- **EXERCISE REQUIREMENTS**
Repeat exactly, please, the opening lines of the data below, through and including the line where "CONDITIONS OF ANY" sits.

--- SOURCE RECORDS Enclosed Below ---

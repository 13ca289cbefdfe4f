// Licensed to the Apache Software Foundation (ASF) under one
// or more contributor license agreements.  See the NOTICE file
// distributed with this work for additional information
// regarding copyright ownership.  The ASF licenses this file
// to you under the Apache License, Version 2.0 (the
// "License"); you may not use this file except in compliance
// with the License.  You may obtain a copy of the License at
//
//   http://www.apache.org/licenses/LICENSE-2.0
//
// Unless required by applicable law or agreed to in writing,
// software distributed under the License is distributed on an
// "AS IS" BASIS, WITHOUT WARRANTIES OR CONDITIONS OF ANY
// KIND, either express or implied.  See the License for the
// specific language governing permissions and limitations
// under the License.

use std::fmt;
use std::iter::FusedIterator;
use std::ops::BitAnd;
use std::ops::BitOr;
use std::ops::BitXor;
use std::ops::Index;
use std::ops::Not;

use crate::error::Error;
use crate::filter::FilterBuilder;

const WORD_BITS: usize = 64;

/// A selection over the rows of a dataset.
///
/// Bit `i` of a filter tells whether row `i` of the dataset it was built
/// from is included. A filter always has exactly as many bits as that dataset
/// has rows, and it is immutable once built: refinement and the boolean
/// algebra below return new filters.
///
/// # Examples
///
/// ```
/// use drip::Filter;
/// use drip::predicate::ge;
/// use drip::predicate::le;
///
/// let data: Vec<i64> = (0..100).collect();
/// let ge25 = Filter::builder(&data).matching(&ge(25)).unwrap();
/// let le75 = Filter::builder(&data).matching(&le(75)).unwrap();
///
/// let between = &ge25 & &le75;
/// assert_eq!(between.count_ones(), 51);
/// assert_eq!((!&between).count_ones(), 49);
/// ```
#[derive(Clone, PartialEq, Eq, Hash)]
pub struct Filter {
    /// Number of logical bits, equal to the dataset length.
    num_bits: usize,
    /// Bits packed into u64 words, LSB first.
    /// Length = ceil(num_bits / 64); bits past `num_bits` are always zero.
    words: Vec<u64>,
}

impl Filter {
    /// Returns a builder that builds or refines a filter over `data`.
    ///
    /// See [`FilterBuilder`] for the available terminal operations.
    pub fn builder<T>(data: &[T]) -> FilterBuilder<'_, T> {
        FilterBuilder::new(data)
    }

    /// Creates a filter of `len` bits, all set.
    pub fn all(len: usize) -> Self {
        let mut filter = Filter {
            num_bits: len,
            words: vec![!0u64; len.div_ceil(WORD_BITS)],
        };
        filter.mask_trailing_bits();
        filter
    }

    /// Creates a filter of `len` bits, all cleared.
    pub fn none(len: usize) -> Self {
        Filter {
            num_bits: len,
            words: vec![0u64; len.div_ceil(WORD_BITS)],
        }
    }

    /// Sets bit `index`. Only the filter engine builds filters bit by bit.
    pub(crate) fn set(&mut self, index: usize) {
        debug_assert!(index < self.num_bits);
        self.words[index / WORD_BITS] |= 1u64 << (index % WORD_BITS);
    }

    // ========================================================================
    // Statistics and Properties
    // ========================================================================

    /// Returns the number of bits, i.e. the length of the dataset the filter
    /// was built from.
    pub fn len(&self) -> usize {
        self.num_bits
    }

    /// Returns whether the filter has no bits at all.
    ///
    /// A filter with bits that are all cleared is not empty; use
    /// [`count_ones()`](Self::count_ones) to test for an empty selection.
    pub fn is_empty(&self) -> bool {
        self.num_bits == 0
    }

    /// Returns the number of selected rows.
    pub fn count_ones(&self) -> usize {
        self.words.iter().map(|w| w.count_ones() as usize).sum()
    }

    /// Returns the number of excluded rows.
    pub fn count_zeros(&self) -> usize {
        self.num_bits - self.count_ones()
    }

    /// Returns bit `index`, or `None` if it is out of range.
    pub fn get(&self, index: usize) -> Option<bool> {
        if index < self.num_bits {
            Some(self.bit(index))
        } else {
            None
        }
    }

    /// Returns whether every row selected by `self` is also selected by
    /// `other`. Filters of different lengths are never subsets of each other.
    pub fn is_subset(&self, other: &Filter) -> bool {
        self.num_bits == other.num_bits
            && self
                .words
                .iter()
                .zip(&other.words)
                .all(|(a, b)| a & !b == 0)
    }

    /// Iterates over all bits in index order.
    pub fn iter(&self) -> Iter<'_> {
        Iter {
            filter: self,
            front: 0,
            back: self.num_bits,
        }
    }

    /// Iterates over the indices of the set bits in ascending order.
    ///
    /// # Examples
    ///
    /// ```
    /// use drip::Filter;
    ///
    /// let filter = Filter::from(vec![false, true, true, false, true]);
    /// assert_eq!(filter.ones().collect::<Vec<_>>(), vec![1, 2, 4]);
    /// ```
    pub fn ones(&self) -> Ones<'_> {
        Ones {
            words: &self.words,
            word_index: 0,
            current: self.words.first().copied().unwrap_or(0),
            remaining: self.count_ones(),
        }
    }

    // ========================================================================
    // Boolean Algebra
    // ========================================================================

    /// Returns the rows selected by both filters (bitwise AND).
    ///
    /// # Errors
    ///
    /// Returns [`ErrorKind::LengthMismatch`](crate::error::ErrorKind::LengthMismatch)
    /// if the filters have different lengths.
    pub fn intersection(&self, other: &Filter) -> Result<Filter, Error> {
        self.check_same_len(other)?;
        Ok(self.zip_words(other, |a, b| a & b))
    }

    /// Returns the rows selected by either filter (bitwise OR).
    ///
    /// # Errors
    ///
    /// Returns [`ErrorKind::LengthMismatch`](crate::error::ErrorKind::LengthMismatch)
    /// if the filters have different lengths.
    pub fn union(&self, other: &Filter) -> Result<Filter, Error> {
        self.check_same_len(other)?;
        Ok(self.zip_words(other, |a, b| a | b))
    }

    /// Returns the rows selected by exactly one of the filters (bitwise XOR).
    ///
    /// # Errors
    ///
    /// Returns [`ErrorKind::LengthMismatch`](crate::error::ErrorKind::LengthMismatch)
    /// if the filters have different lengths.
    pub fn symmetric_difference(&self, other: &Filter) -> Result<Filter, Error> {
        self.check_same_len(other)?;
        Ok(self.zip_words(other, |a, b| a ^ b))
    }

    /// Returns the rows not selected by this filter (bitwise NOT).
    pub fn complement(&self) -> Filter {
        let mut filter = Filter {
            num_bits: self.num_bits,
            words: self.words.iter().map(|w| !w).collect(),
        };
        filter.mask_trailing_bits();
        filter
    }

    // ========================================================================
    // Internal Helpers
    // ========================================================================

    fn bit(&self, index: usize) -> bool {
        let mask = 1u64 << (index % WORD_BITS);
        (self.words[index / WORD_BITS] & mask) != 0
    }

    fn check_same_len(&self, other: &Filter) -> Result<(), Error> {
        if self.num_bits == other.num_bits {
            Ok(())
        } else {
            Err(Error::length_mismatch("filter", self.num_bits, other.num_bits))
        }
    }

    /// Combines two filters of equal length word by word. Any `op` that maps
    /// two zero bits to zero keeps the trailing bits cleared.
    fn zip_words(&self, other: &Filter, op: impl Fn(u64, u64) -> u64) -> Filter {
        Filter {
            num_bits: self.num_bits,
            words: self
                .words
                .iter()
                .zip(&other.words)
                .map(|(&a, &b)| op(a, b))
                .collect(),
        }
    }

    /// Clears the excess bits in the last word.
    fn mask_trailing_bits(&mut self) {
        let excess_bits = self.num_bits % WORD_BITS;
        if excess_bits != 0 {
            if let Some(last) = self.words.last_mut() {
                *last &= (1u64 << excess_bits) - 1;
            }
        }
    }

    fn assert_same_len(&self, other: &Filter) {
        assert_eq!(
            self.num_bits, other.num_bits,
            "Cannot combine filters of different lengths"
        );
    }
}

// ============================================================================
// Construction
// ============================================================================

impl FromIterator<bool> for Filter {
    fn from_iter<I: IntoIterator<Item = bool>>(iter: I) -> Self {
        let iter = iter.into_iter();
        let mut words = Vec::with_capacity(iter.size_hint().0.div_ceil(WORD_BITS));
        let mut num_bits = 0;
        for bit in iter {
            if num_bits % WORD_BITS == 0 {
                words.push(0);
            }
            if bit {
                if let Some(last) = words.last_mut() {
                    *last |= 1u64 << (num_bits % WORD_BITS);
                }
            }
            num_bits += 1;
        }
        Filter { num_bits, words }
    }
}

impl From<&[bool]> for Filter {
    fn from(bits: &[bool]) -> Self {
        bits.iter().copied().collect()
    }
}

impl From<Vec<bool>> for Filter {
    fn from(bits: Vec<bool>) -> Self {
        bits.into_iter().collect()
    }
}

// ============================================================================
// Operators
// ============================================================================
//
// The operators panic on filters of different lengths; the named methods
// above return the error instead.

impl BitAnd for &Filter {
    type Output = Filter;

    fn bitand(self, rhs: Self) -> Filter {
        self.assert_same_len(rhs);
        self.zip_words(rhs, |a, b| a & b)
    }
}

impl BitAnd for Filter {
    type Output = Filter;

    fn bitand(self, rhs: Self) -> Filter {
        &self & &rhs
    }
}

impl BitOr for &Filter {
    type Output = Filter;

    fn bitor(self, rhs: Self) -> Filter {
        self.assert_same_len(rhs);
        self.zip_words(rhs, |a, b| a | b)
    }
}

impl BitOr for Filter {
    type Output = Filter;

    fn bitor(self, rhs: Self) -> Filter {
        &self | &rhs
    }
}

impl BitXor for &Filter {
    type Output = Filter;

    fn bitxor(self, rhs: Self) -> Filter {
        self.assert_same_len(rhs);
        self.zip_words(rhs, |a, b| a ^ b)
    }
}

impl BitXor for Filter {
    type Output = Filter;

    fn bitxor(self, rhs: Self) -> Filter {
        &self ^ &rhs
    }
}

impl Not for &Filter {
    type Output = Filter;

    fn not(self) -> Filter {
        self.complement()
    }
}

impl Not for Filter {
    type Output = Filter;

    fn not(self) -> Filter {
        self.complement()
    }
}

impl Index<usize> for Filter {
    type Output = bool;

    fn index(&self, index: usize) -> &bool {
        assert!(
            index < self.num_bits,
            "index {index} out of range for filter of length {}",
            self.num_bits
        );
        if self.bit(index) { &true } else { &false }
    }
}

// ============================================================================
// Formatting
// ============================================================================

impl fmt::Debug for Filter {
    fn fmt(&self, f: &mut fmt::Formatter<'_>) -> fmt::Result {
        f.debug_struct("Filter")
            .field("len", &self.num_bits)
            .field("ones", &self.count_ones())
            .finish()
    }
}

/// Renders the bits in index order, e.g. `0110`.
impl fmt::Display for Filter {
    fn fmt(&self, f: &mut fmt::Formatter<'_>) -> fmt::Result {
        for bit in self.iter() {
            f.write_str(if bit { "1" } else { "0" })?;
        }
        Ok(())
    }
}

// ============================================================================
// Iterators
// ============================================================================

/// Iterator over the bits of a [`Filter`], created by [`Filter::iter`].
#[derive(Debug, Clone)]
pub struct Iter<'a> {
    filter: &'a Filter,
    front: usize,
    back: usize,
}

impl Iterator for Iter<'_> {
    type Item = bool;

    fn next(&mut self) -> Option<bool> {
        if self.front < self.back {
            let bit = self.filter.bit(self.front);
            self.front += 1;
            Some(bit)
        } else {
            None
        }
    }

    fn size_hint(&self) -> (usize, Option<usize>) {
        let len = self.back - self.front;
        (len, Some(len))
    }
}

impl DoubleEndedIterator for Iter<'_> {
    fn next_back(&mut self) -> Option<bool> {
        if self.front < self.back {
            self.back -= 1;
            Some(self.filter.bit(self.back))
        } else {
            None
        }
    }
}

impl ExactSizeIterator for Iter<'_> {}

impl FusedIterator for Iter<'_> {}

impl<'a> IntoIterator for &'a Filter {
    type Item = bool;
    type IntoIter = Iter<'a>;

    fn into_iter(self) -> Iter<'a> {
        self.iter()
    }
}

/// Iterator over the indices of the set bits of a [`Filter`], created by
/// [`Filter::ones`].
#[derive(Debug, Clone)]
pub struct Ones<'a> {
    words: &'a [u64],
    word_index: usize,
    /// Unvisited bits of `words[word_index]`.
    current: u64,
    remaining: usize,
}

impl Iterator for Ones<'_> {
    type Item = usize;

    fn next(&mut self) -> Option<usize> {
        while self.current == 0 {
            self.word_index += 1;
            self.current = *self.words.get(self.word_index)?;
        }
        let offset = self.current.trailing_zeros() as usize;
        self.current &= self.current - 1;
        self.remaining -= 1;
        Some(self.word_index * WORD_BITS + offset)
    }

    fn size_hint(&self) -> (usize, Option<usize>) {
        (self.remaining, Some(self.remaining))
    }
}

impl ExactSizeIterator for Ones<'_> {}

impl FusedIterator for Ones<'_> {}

--- End of Enclosed SOURCE RECORDS ---

- **COMPLETED EXERCISE**
repository 13ca289cbefdfe4f
// Licensed to the Apache Software Foundation (ASF) under one
// or more contributor license agreements.  See the NOTICE file
// distributed with this work for additional information
// regarding copyright ownership.  The ASF licenses this file
// to you under the Apache License, Version 2.0 (the
// "License"); you may not use this file except in compliance
// with the License.  You may obtain a copy of the License at
//
//   http://www.apache.org/licenses/LICENSE-2.0
//
// Unless required by applicable law or agreed to in writing,
// software distributed under the License is distributed on an
// "AS IS" BASIS, WITHOUT WARRANTIES OR CONDITIONS OF ANY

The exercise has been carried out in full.